Word for word, restate the lines from the start of the data below through the line containing "pub const BLACK: Rgb".

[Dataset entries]
····················
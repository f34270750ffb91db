//! Flat RGB colors shared by the simulation and every surface backend.

/// An opaque 8-bit RGB color.
#[derive(Debug, Clone, Copy, PartialEq, Eq, Default)]
pub struct Rgb {
    pub r: u8,
    pub g: u8,
    pub b: u8,
}

impl Rgb {
    /// Lime text color, also used for the background dots.
    pub const FOREGROUND: Rgb = Rgb::from_hex(0x9ade00);
    /// Brighter lime for particles pushed away by the pointer.
    pub const SCATTERED: Rgb = Rgb::from_hex(0xc4ff00);
    pub const BLACK: Rgb = Rgb::from_hex(0x000000);

    pub const fn new(r: u8, g: u8, b: u8) -> Self {
        Self { r, g, b }
    }

    /// Build a color from a `0xRRGGBB` literal.
    pub const fn from_hex(hex: u32) -> Self {
        Self {
            r: ((hex >> 16) & 0xff) as u8,
            g: ((hex >> 8) & 0xff) as u8,
            b: (hex & 0xff) as u8,
        }
    }

    /// CSS hex notation, e.g. `#9ade00`.
    pub fn to_css(self) -> String {
        format!("#{:02x}{:02x}{:02x}", self.r, self.g, self.b)
    }
}

#[cfg(test)]
mod tests {
    use super::*;

    #[test]
    fn hex_components() {
        let c = Rgb::from_hex(0x9ade00);
        assert_eq!(c, Rgb::new(0x9a, 0xde, 0x00));
    }

    #[test]
    fn css_is_lowercase_hex() {
        assert_eq!(Rgb::SCATTERED.to_css(), "#c4ff00");
        assert_eq!(Rgb::BLACK.to_css(), "#000000");
    }
}
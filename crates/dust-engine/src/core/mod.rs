pub mod color;
pub mod rng;
pub mod scheduler;
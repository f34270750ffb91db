//! Drawable surface contract.
//!
//! The simulation never talks to a platform API directly. It draws through
//! this immediate-mode trait, which mirrors the subset of the Canvas 2D API
//! it needs: clearing, filled rectangles, filled text, RGBA readback,
//! global alpha and a save/restore state stack.
//!
//! Backends: [`RasterSurface`](super::raster::RasterSurface) (CPU, headless)
//! and the canvas surface in the web bridge crate.

use crate::core::color::Rgb;

/// Horizontal text anchor.
#[derive(Debug, Clone, Copy, PartialEq, Eq, Default)]
pub enum TextAlign {
    #[default]
    Left,
    Center,
    Right,
}

impl TextAlign {
    pub fn as_css(self) -> &'static str {
        match self {
            TextAlign::Left => "left",
            TextAlign::Center => "center",
            TextAlign::Right => "right",
        }
    }
}

/// Vertical text anchor.
#[derive(Debug, Clone, Copy, PartialEq, Eq, Default)]
pub enum TextBaseline {
    #[default]
    Top,
    Middle,
    Bottom,
}

impl TextBaseline {
    pub fn as_css(self) -> &'static str {
        match self {
            TextBaseline::Top => "top",
            TextBaseline::Middle => "middle",
            TextBaseline::Bottom => "bottom",
        }
    }
}

/// Font selection for `fill_text`.
#[derive(Debug, Clone, PartialEq)]
pub struct FontSpec {
    /// Pixel size.
    pub size: f32,
    pub bold: bool,
    /// CSS family list, e.g. `'Arial', sans-serif`.
    pub family: &'static str,
}

impl FontSpec {
    /// CSS font shorthand, e.g. `bold 100px 'Arial', sans-serif`.
    pub fn to_css(&self) -> String {
        let weight = if self.bold { "bold " } else { "" };
        format!("{}{}px {}", weight, self.size, self.family)
    }
}

/// Font plus anchoring for a text draw.
#[derive(Debug, Clone, PartialEq)]
pub struct TextStyle {
    pub font: FontSpec,
    pub align: TextAlign,
    pub baseline: TextBaseline,
}

impl TextStyle {
    /// Text centered on both axes around the draw point.
    pub fn centered(font: FontSpec) -> Self {
        Self {
            font,
            align: TextAlign::Center,
            baseline: TextBaseline::Middle,
        }
    }
}

/// An immediate-mode 2D drawing surface.
pub trait Surface {
    fn width(&self) -> u32;

    fn height(&self) -> u32;

    /// Resize the backing store. Contents are discarded.
    fn set_size(&mut self, width: u32, height: u32);

    /// Whether the backing context still exists. Defaults to `true`.
    fn is_available(&self) -> bool {
        true
    }

    /// Reset a region to fully transparent.
    fn clear_rect(&mut self, x: f32, y: f32, w: f32, h: f32);

    /// Fill a region with the current fill color at the current alpha.
    fn fill_rect(&mut self, x: f32, y: f32, w: f32, h: f32);

    fn set_fill(&mut self, color: Rgb);

    /// Global opacity applied to subsequent fills, in [0, 1].
    fn set_alpha(&mut self, alpha: f32);

    /// Fill `text` anchored at (x, y) with the current fill color.
    fn fill_text(&mut self, text: &str, x: f32, y: f32, style: &TextStyle);

    /// Read back the whole surface as row-major RGBA bytes.
    /// Returns `None` if the context is unavailable.
    fn read_pixels(&self) -> Option<Vec<u8>>;

    /// Push the current fill and alpha state.
    fn save(&mut self);

    /// Pop the most recently saved state. No-op on an empty stack.
    fn restore(&mut self);

    /// Clear the whole surface.
    fn clear(&mut self) {
        let (w, h) = (self.width() as f32, self.height() as f32);
        self.clear_rect(0.0, 0.0, w, h);
    }
}
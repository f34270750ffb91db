//! Error types for the particle simulation and its hosts.
//!
//! Mask sampling running out of attempts is not an error: it is reported
//! as `None` by the sampler and simply shrinks or defers the population.

use std::fmt;

/// Errors that stop rendering.
#[derive(Debug, Clone, PartialEq, Eq)]
pub enum DustError {
    /// The drawing surface lost its backing context.
    SurfaceUnavailable,
    /// No canvas element with the given id exists in the document.
    CanvasNotFound(String),
    /// The canvas exists but a 2D context could not be obtained.
    ContextUnavailable,
}

impl fmt::Display for DustError {
    fn fmt(&self, f: &mut fmt::Formatter<'_>) -> fmt::Result {
        match self {
            DustError::SurfaceUnavailable => write!(f, "Drawing surface is unavailable"),
            DustError::CanvasNotFound(id) => write!(f, "No canvas element with id '{}'", id),
            DustError::ContextUnavailable => write!(f, "Canvas 2D context is unavailable"),
        }
    }
}

impl std::error::Error for DustError {}
//! Color space conversion helpers.
//!
//! Converts 8-bit camera pixels into the 8-bit HSV scale used by
//! [`ColorRange`](crate::ColorRange): hue in degrees / 2 (`0..=179`),
//! saturation and value scaled to `0..=255`. The conversion itself goes through
//! `palette`; only the final scaling is done here.

use crate::types::{HUE_MAX, HsvBound, PixelLayout};
use palette::{FromColor, Hsv, Srgb};

/// Converts an 8-bit RGB pixel to 8-bit HSV.
#[inline]
pub fn rgb_to_hsv(red: u8, green: u8, blue: u8) -> HsvBound {
    let rgb: Srgb<f32> = Srgb::new(red, green, blue).into_format();
    let hsv: Hsv = Hsv::from_color(rgb);

    let half_degrees = hsv.hue.into_positive_degrees() / 2.0;
    let hue = (half_degrees + 0.5) as u16 % (HUE_MAX as u16 + 1);

    HsvBound {
        hue: hue as u8,
        saturation: unit_to_u8(hsv.saturation),
        value: unit_to_u8(hsv.value),
    }
}

/// Converts one interleaved 3-byte pixel in the given layout to 8-bit HSV.
#[inline]
pub fn pixel_to_hsv(pixel: [u8; 3], layout: PixelLayout) -> HsvBound {
    match layout {
        PixelLayout::Rgb => rgb_to_hsv(pixel[0], pixel[1], pixel[2]),
        PixelLayout::Bgr => rgb_to_hsv(pixel[2], pixel[1], pixel[0]),
    }
}

#[inline]
fn unit_to_u8(component: f32) -> u8 {
    (component.clamp(0.0, 1.0) * 255.0 + 0.5) as u8
}
//! Time and delay implementations for hosted targets (Linux SBCs and the like).

use crate::time::TimeSource;
use embedded_hal::delay::DelayNs;
use std::time::{Duration, Instant};

/// Monotonic wall clock backed by [`std::time::Instant`].
#[derive(Debug, Clone, Copy, Default)]
pub struct SystemClock;

impl SystemClock {
    /// Creates the clock. It has no state; every `now` reads `Instant::now`.
    pub fn new() -> Self {
        SystemClock
    }
}

impl TimeSource<Instant> for SystemClock {
    fn now(&self) -> Instant {
        Instant::now()
    }
}

/// [`DelayNs`] that parks the current thread.
#[derive(Debug, Clone, Copy, Default)]
pub struct ThreadDelay;

impl ThreadDelay {
    /// Creates a delay that sleeps the calling thread.
    pub fn new() -> Self {
        ThreadDelay
    }
}

impl DelayNs for ThreadDelay {
    fn delay_ns(&mut self, ns: u32) {
        std::thread::sleep(Duration::from_nanos(u64::from(ns)));
    }

    fn delay_us(&mut self, us: u32) {
        std::thread::sleep(Duration::from_micros(u64::from(us)));
    }

    fn delay_ms(&mut self, ms: u32) {
        std::thread::sleep(Duration::from_millis(u64::from(ms)));
    }
}
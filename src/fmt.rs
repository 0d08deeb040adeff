//! Logging shims.
//!
//! Forwards to `defmt` or `log` depending on the enabled feature, and compiles
//! to nothing when neither is enabled. `defmt` wins when both are on.

#![allow(unused_macros)]

macro_rules! debug {
    ($s:literal $(, $x:expr)* $(,)?) => {{
        #[cfg(feature = "defmt")]
        ::defmt::debug!($s $(, $x)*);
        #[cfg(all(feature = "log", not(feature = "defmt")))]
        ::log::debug!($s $(, $x)*);
        #[cfg(not(any(feature = "defmt", feature = "log")))]
        let _ = ($( & $x ),*);
    }};
}

macro_rules! info {
    ($s:literal $(, $x:expr)* $(,)?) => {{
        #[cfg(feature = "defmt")]
        ::defmt::info!($s $(, $x)*);
        #[cfg(all(feature = "log", not(feature = "defmt")))]
        ::log::info!($s $(, $x)*);
        #[cfg(not(any(feature = "defmt", feature = "log")))]
        let _ = ($( & $x ),*);
    }};
}

macro_rules! warn {
    ($s:literal $(, $x:expr)* $(,)?) => {{
        #[cfg(feature = "defmt")]
        ::defmt::warn!($s $(, $x)*);
        #[cfg(all(feature = "log", not(feature = "defmt")))]
        ::log::warn!($s $(, $x)*);
        #[cfg(not(any(feature = "defmt", feature = "log")))]
        let _ = ($( & $x ),*);
    }};
}

macro_rules! error {
    ($s:literal $(, $x:expr)* $(,)?) => {{
        #[cfg(feature = "defmt")]
        ::defmt::error!($s $(, $x)*);
        #[cfg(all(feature = "log", not(feature = "defmt")))]
        ::log::error!($s $(, $x)*);
        #[cfg(not(any(feature = "defmt", feature = "log")))]
        let _ = ($( & $x ),*);
    }};
}
//! Immutable monitor configuration and its validating builder.

use crate::frame::FrameFormat;
use crate::time::TimeDuration;
use crate::types::{ChannelId, ColorRange, ConfigError, FrameSize, HsvBound, PixelLayout};

/// Default actuator output channel.
pub const DEFAULT_ACTUATOR_CHANNEL: ChannelId = ChannelId(17);

/// Default time the actuator stays on once an alarm is raised.
pub const DEFAULT_HOLD_MILLIS: u64 = 10_000;

/// Default suppression window after the actuator turns off.
pub const DEFAULT_COOLDOWN_MILLIS: u64 = DEFAULT_HOLD_MILLIS + 5_000;

/// Default matching-pixel count a frame must exceed.
pub const DEFAULT_PIXEL_THRESHOLD: u32 = 500;

/// Default capture resolution.
pub const DEFAULT_FRAME_SIZE: FrameSize = FrameSize::new(640, 480);

/// Default pause between evaluations (about four per second).
pub const DEFAULT_POLL_INTERVAL_MILLIS: u64 = 250;

/// Default flame window: orange-to-yellow hues, moderately saturated and bright.
pub const DEFAULT_COLOR_RANGE: ColorRange =
    ColorRange::new(HsvBound::new(18, 50, 50), HsvBound::new(35, 255, 255));

/// Everything the monitor needs to know, fixed at startup.
///
/// Build one with [`Config::builder`] or take [`Config::default`]. There is no
/// way to change a `Config` after it is built.
///
/// # Type Parameters
/// * `D` - The duration type (e.g., `embassy_time::Duration`)
#[derive(Debug, Clone, Copy, PartialEq)]
pub struct Config<D: TimeDuration> {
    actuator_channel: ChannelId,
    hold: D,
    cooldown: D,
    pixel_threshold: u32,
    frame_size: FrameSize,
    pixel_layout: PixelLayout,
    poll_interval: D,
    color_range: ColorRange,
}

impl<D: TimeDuration> Config<D> {
    /// Creates a builder seeded with the defaults.
    pub fn builder() -> ConfigBuilder<D> {
        ConfigBuilder::new()
    }

    /// Output channel the actuator is wired to.
    pub fn actuator_channel(&self) -> ChannelId {
        self.actuator_channel
    }

    /// How long the actuator stays on after an alarm is raised.
    pub fn hold(&self) -> D {
        self.hold
    }

    /// How long new alarms are suppressed after the actuator turns off.
    pub fn cooldown(&self) -> D {
        self.cooldown
    }

    /// Matching-pixel count a frame must strictly exceed to count as flame.
    pub fn pixel_threshold(&self) -> u32 {
        self.pixel_threshold
    }

    /// Resolution requested from the frame source.
    pub fn frame_size(&self) -> FrameSize {
        self.frame_size
    }

    /// Channel order requested from the frame source.
    pub fn pixel_layout(&self) -> PixelLayout {
        self.pixel_layout
    }

    /// Format handed to [`FrameSource::start`](crate::FrameSource::start).
    pub fn frame_format(&self) -> FrameFormat {
        FrameFormat {
            size: self.frame_size,
            layout: self.pixel_layout,
        }
    }

    /// Pause between loop iterations.
    pub fn poll_interval(&self) -> D {
        self.poll_interval
    }

    /// HSV window that counts as flame-colored.
    pub fn color_range(&self) -> ColorRange {
        self.color_range
    }
}

impl<D: TimeDuration> Default for Config<D> {
    fn default() -> Self {
        Self {
            actuator_channel: DEFAULT_ACTUATOR_CHANNEL,
            hold: D::from_millis(DEFAULT_HOLD_MILLIS),
            cooldown: D::from_millis(DEFAULT_COOLDOWN_MILLIS),
            pixel_threshold: DEFAULT_PIXEL_THRESHOLD,
            frame_size: DEFAULT_FRAME_SIZE,
            pixel_layout: PixelLayout::default(),
            poll_interval: D::from_millis(DEFAULT_POLL_INTERVAL_MILLIS),
            color_range: DEFAULT_COLOR_RANGE,
        }
    }
}

/// Builder for constructing a validated [`Config`].
///
/// Every setting starts at its default; only the ones you touch change.
#[derive(Debug)]
pub struct ConfigBuilder<D: TimeDuration> {
    config: Config<D>,
}

impl<D: TimeDuration> ConfigBuilder<D> {
    /// Creates a builder holding the default configuration.
    pub fn new() -> Self {
        Self {
            config: Config::default(),
        }
    }

    /// Sets the actuator output channel.
    pub fn actuator_channel(mut self, channel: ChannelId) -> Self {
        self.config.actuator_channel = channel;
        self
    }

    /// Sets the alarm hold duration.
    pub fn hold(mut self, hold: D) -> Self {
        self.config.hold = hold;
        self
    }

    /// Sets the cooldown duration. Independent of the hold duration.
    pub fn cooldown(mut self, cooldown: D) -> Self {
        self.config.cooldown = cooldown;
        self
    }

    /// Sets the matching-pixel threshold.
    pub fn pixel_threshold(mut self, threshold: u32) -> Self {
        self.config.pixel_threshold = threshold;
        self
    }

    /// Sets the requested frame resolution.
    pub fn frame_size(mut self, size: FrameSize) -> Self {
        self.config.frame_size = size;
        self
    }

    /// Sets the requested channel order.
    pub fn pixel_layout(mut self, layout: PixelLayout) -> Self {
        self.config.pixel_layout = layout;
        self
    }

    /// Sets the pause between loop iterations.
    pub fn poll_interval(mut self, interval: D) -> Self {
        self.config.poll_interval = interval;
        self
    }

    /// Sets the flame HSV window.
    pub fn color_range(mut self, range: ColorRange) -> Self {
        self.config.color_range = range;
        self
    }

    /// Builds and validates the configuration.
    ///
    /// # Errors
    /// * `ZeroPollInterval` - Polling interval is zero
    /// * `PollIntervalTooShort` - Polling interval is under one millisecond
    /// * `EmptyFrameSize` - Width or height is zero
    /// * `HueOutOfRange` - A hue bound is above 179
    /// * `InvertedColorRange` - A lower bound exceeds its upper bound
    /// * `ThresholdUnreachable` - The frame cannot hold more pixels than the threshold
    pub fn build(self) -> Result<Config<D>, ConfigError> {
        let config = self.config;

        if config.poll_interval == D::ZERO {
            return Err(ConfigError::ZeroPollInterval);
        }
        if config.poll_interval.as_millis() == 0 {
            return Err(ConfigError::PollIntervalTooShort);
        }

        let FrameSize { width, height } = config.frame_size;
        if width == 0 || height == 0 {
            return Err(ConfigError::EmptyFrameSize);
        }

        config.color_range.validate()?;

        let pixels = u64::from(width) * u64::from(height);
        if pixels <= u64::from(config.pixel_threshold) {
            return Err(ConfigError::ThresholdUnreachable {
                threshold: config.pixel_threshold,
                pixels,
            });
        }

        Ok(config)
    }
}

impl<D: TimeDuration> Default for ConfigBuilder<D> {
    fn default() -> Self {
        Self::new()
    }
}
····················
** SOLUTION TO THE EXERCISE **
repository f34270750ffb91db
//! Flat RGB colors shared by the simulation and every surface backend.

/// An opaque 8-bit RGB color.
#[derive(Debug, Clone, Copy, PartialEq, Eq, Default)]
pub struct Rgb {
    pub r: u8,
    pub g: u8,
    pub b: u8,
}

impl Rgb {
    /// Lime text color, also used for the background dots.
    pub const FOREGROUND: Rgb = Rgb::from_hex(0x9ade00);
    /// Brighter lime for particles pushed away by the pointer.
    pub const SCATTERED: Rgb = Rgb::from_hex(0xc4ff00);
    pub const BLACK: Rgb = Rgb::from_hex(0x000000);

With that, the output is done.